S'agissant des intrants, nous sommes sur un sujet connexe à celui des strictes questions de propriété intellectuelle et de brevets. Excusez-moi de dévier un peu, mais c'est un sujet absolument stratégique. Il faut des usines, des compétences, des équipements, mais aussi et surtout des matières premières. Concernant les intrants critiques, aujourd'hui, nous ne sommes pas tous à égalité. La circulation des intrants est l'une des conditions premières pour avoir des capacités de production réparties et abondantes ; elle ne nous paraît pas encore sécurisée.

Des incertitudes demeurent au sujet des intrants. Par exemple, des dispositifs de type Defense Protection Act (DPA) sont susceptibles, non de mettre en péril, mais de rendre incertaines des chaînes de production très exigeantes et tendues pour sécuriser la qualité et l'efficacité de la production vaccinale.

À notre avis, cela représente un obstacle important. Cela ne veut pas dire que le sujet de la propriété intellectuelle ne l'est pas. Nous avons évoqué la flexibilité ADPIC et notamment le mécanisme de licences obligatoires ; pour parler plus strictement des brevets, nous avons mentionné la troisième voie portée par le directeur général de l'OMC pour renforcer la coopération entre acteurs publics, industries pharmaceutiques et bailleurs de fonds afin de développer partout la capacité de production de vaccins. Il n'est pas seulement question de circulation et d'exportations, mais aussi de capacités de production partout dans le monde.

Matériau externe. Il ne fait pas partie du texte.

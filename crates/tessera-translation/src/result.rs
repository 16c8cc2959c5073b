//! The translation accumulator.

use std::collections::{BTreeMap, BTreeSet};

use serde::{Deserialize, Serialize};
use tessera_types::{Attribute, EntityScheduledChange, EntityState, GroupPath, Identity};

use crate::action::Pattern;

// ============================================================================
// Automatic Request Action
// ============================================================================

/// Automatic decision on a submitted request.
#[derive(Debug, Clone, Copy, PartialEq, Eq, Hash, Default, Serialize, Deserialize)]
#[serde(rename_all = "camelCase")]
pub enum AutomaticRequestAction {
    /// Leave the request for manual processing.
    #[default]
    None,
    Accept,
    Reject,
    /// Remove the request without a decision.
    Drop,
}

// ============================================================================
// Selected Group
// ============================================================================

/// A group membership to be created for the entity.
#[derive(Debug, Clone, PartialEq, Eq, Serialize, Deserialize)]
#[serde(rename_all = "camelCase")]
pub struct SelectedGroup {
    pub group: GroupPath,
    #[serde(default, skip_serializing_if = "Option::is_none")]
    pub remote_idp: Option<String>,
    #[serde(default, skip_serializing_if = "Option::is_none")]
    pub translation_profile: Option<String>,
}

impl SelectedGroup {
    pub fn new(group: GroupPath) -> Self {
        Self {
            group,
            remote_idp: None,
            translation_profile: None,
        }
    }
}

// ============================================================================
// Translated Result
// ============================================================================

/// Deduplicating accumulator of one profile evaluation.
///
/// Identities are keyed by `(type, value)`, attributes by `(group, name)`
/// and memberships by group; writing an existing key replaces the entry.
/// All maps are ordered, so the JSON form is deterministic.
#[derive(Debug, Clone, PartialEq, Eq, Default, Serialize, Deserialize)]
#[serde(into = "ResultRecord", from = "ResultRecord")]
pub struct TranslatedResult {
    identities: BTreeMap<(String, String), Identity>,
    attributes: BTreeMap<(GroupPath, String), Attribute>,
    groups: BTreeMap<GroupPath, SelectedGroup>,
    attribute_classes: BTreeMap<GroupPath, BTreeSet<String>>,
    auto_action: AutomaticRequestAction,
    entity_state: EntityState,
    entity_change: Option<EntityScheduledChange>,
    credential_requirement: Option<String>,
    redirect_url: Option<String>,
    post_submit_message: Option<String>,
}

impl TranslatedResult {
    /// Empty accumulator with the form's default credential requirement.
    pub fn new(credential_requirement: Option<String>) -> Self {
        Self {
            credential_requirement,
            ..Self::default()
        }
    }

    // ------------------------------------------------------------------------
    // Identities
    // ------------------------------------------------------------------------

    pub fn add_identity(&mut self, identity: Identity) {
        self.identities
            .insert((identity.type_id.clone(), identity.value.clone()), identity);
    }

    pub fn identities(&self) -> impl Iterator<Item = &Identity> {
        self.identities.values()
    }

    pub fn identity(&self, type_id: &str, value: &str) -> Option<&Identity> {
        self.identities.get(&(type_id.to_string(), value.to_string()))
    }

    /// Removes identities whose value matches `pattern`, restricted to
    /// `type_id` when given. Returns the number removed.
    pub fn remove_identities(&mut self, pattern: &Pattern, type_id: Option<&str>) -> usize {
        let before = self.identities.len();
        self.identities.retain(|(t, value), _| {
            !(type_id.is_none_or(|wanted| wanted == t) && pattern.matches(value))
        });
        before - self.identities.len()
    }

    // ------------------------------------------------------------------------
    // Attributes
    // ------------------------------------------------------------------------

    pub fn add_attribute(&mut self, attribute: Attribute) {
        self.attributes.insert(
            (attribute.group.clone(), attribute.name.clone()),
            attribute,
        );
    }

    pub fn attributes(&self) -> impl Iterator<Item = &Attribute> {
        self.attributes.values()
    }

    pub fn attribute(&self, group: &GroupPath, name: &str) -> Option<&Attribute> {
        self.attributes.get(&(group.clone(), name.to_string()))
    }

    /// Removes attributes of `group` whose name matches `pattern`.
    pub fn remove_attributes(&mut self, pattern: &Pattern, group: &GroupPath) -> usize {
        let before = self.attributes.len();
        self.attributes
            .retain(|(g, name), _| !(g == group && pattern.matches(name)));
        before - self.attributes.len()
    }

    // ------------------------------------------------------------------------
    // Groups
    // ------------------------------------------------------------------------

    pub fn add_group(&mut self, selection: SelectedGroup) {
        self.groups.insert(selection.group.clone(), selection);
    }

    pub fn groups(&self) -> impl Iterator<Item = &SelectedGroup> {
        self.groups.values()
    }

    pub fn is_group_selected(&self, group: &GroupPath) -> bool {
        self.groups.contains_key(group)
    }

    /// Removes selected groups whose path matches `pattern`.
    pub fn remove_groups(&mut self, pattern: &Pattern) -> usize {
        let before = self.groups.len();
        self.groups.retain(|group, _| !pattern.matches(group.as_str()));
        before - self.groups.len()
    }

    pub fn add_attribute_class(&mut self, group: GroupPath, class: impl Into<String>) {
        self.attribute_classes
            .entry(group)
            .or_default()
            .insert(class.into());
    }

    pub fn attribute_classes(&self) -> &BTreeMap<GroupPath, BTreeSet<String>> {
        &self.attribute_classes
    }

    // ------------------------------------------------------------------------
    // Scalars
    // ------------------------------------------------------------------------

    pub fn auto_action(&self) -> AutomaticRequestAction {
        self.auto_action
    }

    pub fn set_auto_action(&mut self, action: AutomaticRequestAction) {
        self.auto_action = action;
    }

    pub fn entity_state(&self) -> EntityState {
        self.entity_state
    }

    pub fn set_entity_state(&mut self, state: EntityState) {
        self.entity_state = state;
    }

    pub fn entity_change(&self) -> Option<&EntityScheduledChange> {
        self.entity_change.as_ref()
    }

    pub fn set_entity_change(&mut self, change: EntityScheduledChange) {
        self.entity_change = Some(change);
    }

    pub fn credential_requirement(&self) -> Option<&str> {
        self.credential_requirement.as_deref()
    }

    pub fn set_credential_requirement(&mut self, requirement: impl Into<String>) {
        self.credential_requirement = Some(requirement.into());
    }

    pub fn redirect_url(&self) -> Option<&str> {
        self.redirect_url.as_deref()
    }

    pub fn set_redirect_url(&mut self, url: impl Into<String>) {
        self.redirect_url = Some(url.into());
    }

    pub fn post_submit_message(&self) -> Option<&str> {
        self.post_submit_message.as_deref()
    }

    pub fn set_post_submit_message(&mut self, message: impl Into<String>) {
        self.post_submit_message = Some(message.into());
    }

    /// Audit form of the result.
    pub fn to_json(&self) -> serde_json::Result<String> {
        serde_json::to_string(self)
    }
}

/// Flat serialized form; maps become ordered value lists.
#[derive(Clone, Serialize, Deserialize)]
#[serde(rename_all = "camelCase")]
struct ResultRecord {
    #[serde(default)]
    identities: Vec<Identity>,
    #[serde(default)]
    attributes: Vec<Attribute>,
    #[serde(default)]
    groups: Vec<SelectedGroup>,
    #[serde(default, skip_serializing_if = "BTreeMap::is_empty")]
    attribute_classes: BTreeMap<GroupPath, BTreeSet<String>>,
    #[serde(default)]
    auto_action: AutomaticRequestAction,
    #[serde(default)]
    entity_state: EntityState,
    #[serde(default, skip_serializing_if = "Option::is_none")]
    entity_change: Option<EntityScheduledChange>,
    #[serde(default, skip_serializing_if = "Option::is_none")]
    credential_requirement: Option<String>,
    #[serde(default, skip_serializing_if = "Option::is_none")]
    redirect_url: Option<String>,
    #[serde(default, skip_serializing_if = "Option::is_none")]
    post_submit_message: Option<String>,
}

impl From<TranslatedResult> for ResultRecord {
    fn from(result: TranslatedResult) -> Self {
        Self {
            identities: result.identities.into_values().collect(),
            attributes: result.attributes.into_values().collect(),
            groups: result.groups.into_values().collect(),
            attribute_classes: result.attribute_classes,
            auto_action: result.auto_action,
            entity_state: result.entity_state,
            entity_change: result.entity_change,
            credential_requirement: result.credential_requirement,
            redirect_url: result.redirect_url,
            post_submit_message: result.post_submit_message,
        }
    }
}

impl From<ResultRecord> for TranslatedResult {
    fn from(record: ResultRecord) -> Self {
        let mut result = Self {
            attribute_classes: record.attribute_classes,
            auto_action: record.auto_action,
            entity_state: record.entity_state,
            entity_change: record.entity_change,
            credential_requirement: record.credential_requirement,
            redirect_url: record.redirect_url,
            post_submit_message: record.post_submit_message,
            ..Self::default()
        };
        record.identities.into_iter().for_each(|i| result.add_identity(i));
        record.attributes.into_iter().for_each(|a| result.add_attribute(a));
        record.groups.into_iter().for_each(|g| result.add_group(g));
        result
    }
}

#[cfg(test)]
mod tests {
    use super::*;

    fn group(s: &str) -> GroupPath {
        GroupPath::new(s).unwrap()
    }

    #[test]
    fn later_write_replaces_same_key() {
        let mut result = TranslatedResult::default();
        result.add_attribute(Attribute::new("role", group("/"), ["member"]));
        result.add_attribute(Attribute::new("role", group("/"), ["admin"]));
        result.add_attribute(Attribute::new("role", group("/org"), ["guest"]));

        assert_eq!(result.attributes().count(), 2);
        assert_eq!(result.attribute(&group("/"), "role").unwrap().values, vec!["admin"]);
    }

    #[test]
    fn identities_dedup_on_type_and_value() {
        let mut result = TranslatedResult::default();
        result.add_identity(Identity::new("email", "a@x"));
        result.add_identity(Identity::new("email", "a@x"));
        result.add_identity(Identity::new("userName", "a@x"));
        assert_eq!(result.identities().count(), 2);
    }

    #[test]
    fn removal_by_pattern() {
        let mut result = TranslatedResult::default();
        result.add_group(SelectedGroup::new(group("/A/B")));
        result.add_group(SelectedGroup::new(group("/Z")));
        result.add_identity(Identity::new("idT", "idAA"));
        result.add_identity(Identity::new("idT", "bbb"));
        result.add_identity(Identity::new("other", "idZ"));

        assert_eq!(result.remove_groups(&Pattern::new("/A.*").unwrap()), 1);
        assert!(result.is_group_selected(&group("/Z")));

        let removed = result.remove_identities(&Pattern::new("id.*").unwrap(), Some("idT"));
        assert_eq!(removed, 1);
        assert!(result.identity("other", "idZ").is_some());
        assert!(result.identity("idT", "bbb").is_some());
    }

    #[test]
    fn json_round_trip_keeps_keys() {
        let mut result = TranslatedResult::new(Some("defaultCR".into()));
        result.add_attribute(Attribute::new("role", group("/org"), ["admin"]));
        result.add_attribute_class(group("/org"), "staff");
        result.set_auto_action(AutomaticRequestAction::Accept);

        let json = result.to_json().unwrap();
        let parsed: TranslatedResult = serde_json::from_str(&json).unwrap();
        assert_eq!(parsed, result);
        assert!(json.contains("\"autoAction\":\"accept\""));
    }
}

Dans cette optique, le 4 juin 2021, la Commission européenne a présenté une communication à l'OMC, sur une initiative globale pour faciliter l'accès aux traitements et aux vaccins dans le commerce international, supprimer les restrictions aux exportations, et favoriser l'extension des capacités de production et la clarification des règles relatives aux licences obligatoires.

La France soutient cette initiative. Les interventions du Président de la République, en marge du G7, en fin de semaine dernière, allaient dans ce sens et sont particulièrement claires. À cet égard, nous travaillons aussi beaucoup de manière bilatérale ou multilatérale à la création de projets d'usines de vaccins dans les pays du Sud, en particulier au Sénégal et en Afrique du Sud, pour y développer la production de vaccins contre la Covid-19. L'Afrique représente 20 % des besoins et ne dispose à ce jour que d'une capacité de production de 1 %.

Cela met en évidence deux points essentiels : premièrement, la nécessité d'avoir des capacités de production et les recettes permises par le mécanisme de licence obligatoire en particulier, et deuxièmement, la nécessité d'avoir une très grande fluidité en amont et en aval des éléments critiques pour la production et la finalisation d'un produit aussi important que le vaccin, que la France, comme d'autres pays, considèrent comme étant réellement un bien public mondial.